Yao Hui se estremeció al pensarlo, sintiendo calor en sus zonas sensibles, pero ahora mismo, era Xin Fei quien estaba disfrutando de sus encantos, no él. Como el estimado Joven Maestro Yao, habiendo sido humillado de esta manera, ¿tenía siquiera la cara para ir a saludarla?
Xin Fei también vio a Yao Hui y su grupo. Hizo una pausa brevemente, y de repente entendió lo que estaba pasando.

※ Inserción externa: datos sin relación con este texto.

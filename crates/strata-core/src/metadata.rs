//! Record stores: where file records are kept by name

use crate::{CoreError, FileRecord, Result};
use async_trait::async_trait;
use dashmap::DashMap;
use std::path::{Path, PathBuf};
use tracing::debug;

/// Maximum file name length
pub const MAX_NAME_LEN: usize = 255;

/// Check that a name is usable as a record key and a file name
pub fn validate_name(name: &str) -> Result<()> {
    if name.is_empty() || name.len() > MAX_NAME_LEN {
        return Err(CoreError::InvalidName(format!(
            "name must be 1 to {MAX_NAME_LEN} bytes"
        )));
    }
    if name.starts_with('.') {
        return Err(CoreError::InvalidName(format!("{name:?} starts with a dot")));
    }
    if let Some(c) = name
        .chars()
        .find(|c| !(c.is_ascii_alphanumeric() || matches!(c, '.' | '_' | '-')))
    {
        return Err(CoreError::InvalidName(format!("{name:?} contains {c:?}")));
    }
    Ok(())
}

/// Storage for file records
#[async_trait]
pub trait RecordStore: Send + Sync {
    /// Fetch a record by name
    async fn get(&self, name: &str) -> Result<Option<FileRecord>>;

    /// Store a record, replacing any previous one
    async fn put(&self, name: &str, record: &FileRecord) -> Result<()>;

    /// Remove a record; returns whether it existed
    async fn remove(&self, name: &str) -> Result<bool>;
}

/// Records held in memory
#[derive(Default)]
pub struct MemoryRecordStore {
    records: DashMap<String, FileRecord>,
}

impl MemoryRecordStore {
    pub fn new() -> Self {
        Self::default()
    }

    pub fn len(&self) -> usize {
        self.records.len()
    }

    pub fn is_empty(&self) -> bool {
        self.records.is_empty()
    }
}

#[async_trait]
impl RecordStore for MemoryRecordStore {
    async fn get(&self, name: &str) -> Result<Option<FileRecord>> {
        Ok(self.records.get(name).map(|r| r.value().clone()))
    }

    async fn put(&self, name: &str, record: &FileRecord) -> Result<()> {
        validate_name(name)?;
        self.records.insert(name.to_string(), record.clone());
        Ok(())
    }

    async fn remove(&self, name: &str) -> Result<bool> {
        Ok(self.records.remove(name).is_some())
    }
}

/// One JSON file per record in a directory
#[derive(Clone, Debug)]
pub struct DirRecordStore {
    dir: PathBuf,
}

impl DirRecordStore {
    /// Open (and create if needed) a record directory
    pub async fn open(dir: impl AsRef<Path>) -> Result<Self> {
        let dir = dir.as_ref().to_path_buf();
        tokio::fs::create_dir_all(&dir).await?;
        Ok(Self { dir })
    }

    fn path(&self, name: &str) -> Result<PathBuf> {
        validate_name(name)?;
        Ok(self.dir.join(format!("{name}.json")))
    }
}

#[async_trait]
impl RecordStore for DirRecordStore {
    async fn get(&self, name: &str) -> Result<Option<FileRecord>> {
        let path = self.path(name)?;
        match tokio::fs::read(&path).await {
            Ok(bytes) => Ok(Some(serde_json::from_slice(&bytes)?)),
            Err(e) if e.kind() == std::io::ErrorKind::NotFound => Ok(None),
            Err(e) => Err(e.into()),
        }
    }

    async fn put(&self, name: &str, record: &FileRecord) -> Result<()> {
        let path = self.path(name)?;
        let tmp = self.dir.join(format!(".{name}.json.tmp"));
        let json = serde_json::to_vec_pretty(record)?;
        tokio::fs::write(&tmp, &json).await?;
        tokio::fs::rename(&tmp, &path).await?;
        debug!(name, path = %path.display(), "Wrote file record");
        Ok(())
    }

    async fn remove(&self, name: &str) -> Result<bool> {
        let path = self.path(name)?;
        match tokio::fs::remove_file(&path).await {
            Ok(()) => Ok(true),
            Err(e) if e.kind() == std::io::ErrorKind::NotFound => Ok(false),
            Err(e) => Err(e.into()),
        }
    }
}
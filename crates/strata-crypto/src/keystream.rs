//! AES-128-CTR keystream stage
//!
//! Confidentiality layer for checksum-framed files, and the keystream behind
//! concealment padding. CTR is seekable, so a range read that starts at byte
//! `offset` of the file positions the keystream there without processing the
//! preceding bytes. The IV is all zeros; every file key is fresh.

use crate::{keys::FileKey, stream::Transform, Result};
use bytes::BytesMut;
use ctr::cipher::{KeyIvInit, StreamCipher, StreamCipherSeek};

type Aes128Ctr = ctr::Ctr128BE<aes::Aes128>;

/// XOR the stream with the AES-128-CTR keystream starting at `offset`
pub struct CtrStage {
    cipher: Aes128Ctr,
}

impl CtrStage {
    pub fn new(key: &FileKey, offset: u64) -> Self {
        let iv = [0u8; 16];
        let mut cipher = Aes128Ctr::new(key.as_bytes().into(), &iv.into());
        cipher.seek(offset);
        Self { cipher }
    }

    /// Overwrite `buf` with keystream bytes
    pub fn fill_keystream(&mut self, buf: &mut [u8]) {
        buf.fill(0);
        self.cipher.apply_keystream(buf);
    }
}

impl Transform for CtrStage {
    fn name(&self) -> &'static str {
        "aes-ctr"
    }

    fn update(&mut self, input: &[u8], output: &mut BytesMut) -> Result<()> {
        let start = output.len();
        output.extend_from_slice(input);
        self.cipher.apply_keystream(&mut output[start..]);
        Ok(())
    }

    fn finish(&mut self, _output: &mut BytesMut) -> Result<()> {
        Ok(())
    }
}

#[cfg(test)]
mod tests {
    use super::*;
    use crate::stream::Pipeline;

    fn key() -> FileKey {
        FileKey::from_bytes(&[0x42; 16]).unwrap()
    }

    #[test]
    fn test_roundtrip() {
        let data: Vec<u8> = (0..=255u8).cycle().take(1000).collect();
        let encrypted = Pipeline::new().then(CtrStage::new(&key(), 0)).apply(&data).unwrap();
        assert_ne!(encrypted, data);
        let decrypted = Pipeline::new().then(CtrStage::new(&key(), 0)).apply(&encrypted).unwrap();
        assert_eq!(decrypted, data);
    }

    #[test]
    fn test_seek_matches_offset() {
        let data = vec![0x33u8; 4096];
        let encrypted = Pipeline::new().then(CtrStage::new(&key(), 0)).apply(&data).unwrap();
        let tail = Pipeline::new()
            .then(CtrStage::new(&key(), 1024))
            .apply(&encrypted[1024..])
            .unwrap();
        assert_eq!(tail, &data[1024..]);
    }

    #[test]
    fn test_keystream_is_encryption_of_zeros() {
        let mut stage = CtrStage::new(&key(), 0);
        let mut ks = [0xFFu8; 32];
        stage.fill_keystream(&mut ks);
        let zeros = Pipeline::new().then(CtrStage::new(&key(), 0)).apply(&[0u8; 32]).unwrap();
        assert_eq!(ks.to_vec(), zeros);
    }
}
//! Exponential backoff and retry

use serde::{Deserialize, Serialize};
use std::future::Future;
use std::time::Duration;
use tracing::debug;

/// Exponential backoff delay generator
///
/// Successive calls to [`decay`](Self::decay) return `initial`,
/// `initial * multiplier`, ... capped at `max`.
#[derive(Clone, Debug)]
pub struct Decayer {
    initial: f64,
    multiplier: f64,
    max: f64,
    current: Option<f64>,
}

impl Decayer {
    /// Create a decayer; delays are in milliseconds
    pub fn new(initial: f64, multiplier: f64, max: f64) -> Self {
        Self {
            initial,
            multiplier,
            max,
            current: None,
        }
    }

    /// Next delay in milliseconds
    pub fn decay(&mut self) -> f64 {
        let next = match self.current {
            None => self.initial,
            Some(current) => current * self.multiplier,
        }
        .min(self.max);
        self.current = Some(next);
        next
    }

    /// Next delay as a [`Duration`]; negative or NaN delays are zero and
    /// delays too large to represent saturate
    pub fn next_delay(&mut self) -> Duration {
        let ms = self.decay();
        if ms.is_nan() || ms <= 0.0 {
            return Duration::ZERO;
        }
        Duration::try_from_secs_f64(ms / 1000.0).unwrap_or(Duration::MAX)
    }

    /// Start over from the initial delay
    pub fn reset(&mut self) {
        self.current = None;
    }
}

/// Retry and backoff settings for chunk transfers
#[derive(Clone, Debug, PartialEq, Serialize, Deserialize)]
#[serde(default)]
pub struct RetryPolicy {
    /// First retry delay in milliseconds
    pub initial_delay_ms: f64,
    /// Growth factor between retries
    pub multiplier: f64,
    /// Delay cap in milliseconds
    pub max_delay_ms: f64,
    /// Attempts per chunk upload
    pub upload_tries: u32,
    /// Attempts per chunk download, per account
    pub download_tries: u32,
    /// Chunks fetched concurrently during a read
    pub fetch_concurrency: usize,
}

impl Default for RetryPolicy {
    fn default() -> Self {
        Self {
            initial_delay_ms: 5_000.0,
            multiplier: 1.5,
            max_delay_ms: 3_600_000.0,
            upload_tries: 5,
            download_tries: 3,
            fetch_concurrency: 4,
        }
    }
}

impl RetryPolicy {
    /// A fresh decayer for one operation
    pub fn decayer(&self) -> Decayer {
        Decayer::new(self.initial_delay_ms, self.multiplier, self.max_delay_ms)
    }

    /// Policy with no waiting between attempts, for tests
    pub fn immediate() -> Self {
        Self {
            initial_delay_ms: 0.0,
            max_delay_ms: 0.0,
            ..Self::default()
        }
    }
}

/// Run `operation` up to `max_tries` times, sleeping between attempts
///
/// `error_handler` sees every failure with the number of attempts left. The
/// last error is returned unchanged once attempts run out.
pub async fn retry_function<T, E, F, Fut, H>(
    operation: F,
    error_handler: H,
    max_tries: u32,
    decayer: &mut Decayer,
) -> Result<T, E>
where
    F: FnMut() -> Fut,
    Fut: Future<Output = Result<T, E>>,
    H: FnMut(&E, u32),
{
    retry_when(operation, |_| true, error_handler, max_tries, decayer).await
}

/// Like [`retry_function`], but gives up at once on errors `should_retry` rejects
pub async fn retry_when<T, E, F, Fut, P, H>(
    mut operation: F,
    should_retry: P,
    mut error_handler: H,
    max_tries: u32,
    decayer: &mut Decayer,
) -> Result<T, E>
where
    F: FnMut() -> Fut,
    Fut: Future<Output = Result<T, E>>,
    P: Fn(&E) -> bool,
    H: FnMut(&E, u32),
{
    let mut tries_left = max_tries.max(1);
    loop {
        match operation().await {
            Ok(value) => return Ok(value),
            Err(err) => {
                tries_left -= 1;
                error_handler(&err, tries_left);
                if tries_left == 0 || !should_retry(&err) {
                    return Err(err);
                }
                let delay = decayer.next_delay();
                debug!(delay_ms = delay.as_millis() as u64, tries_left, "Retrying after backoff");
                tokio::time::sleep(delay).await;
            }
        }
    }
}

En un instante, se sintió tan contento como si hubiera bebido miel. Esto debía haber sido intencionalmente arreglado por Pang Feng. Yao Hui era tan arrogante, siempre afirmando que el Chu del Norte era su territorio. Poco sabía que él no era nada. Todas las Llanuras Centrales pertenecían al Doctor Pang.
¿No se había jactado Chen Ke de que este centro vacacional era tan impresionante y bien conectado? Bueno, gracias a Dios por las conexiones, cuantas más mejor. En el Chu del Norte, cualquier persona que quisiera hacerse un nombre y que no conociera al Doctor Pang no valía nada.
Parecía que ese gerente apellidado Chen no la había fastidiado después de todo. A Yao Hui acababan de darle su merecido, su cara metafóricamente abofeteada con un sonido de “plaf, plaf”. Aún sin conocer las razones, a Xin Fei no le importaba cargar con las consecuencias.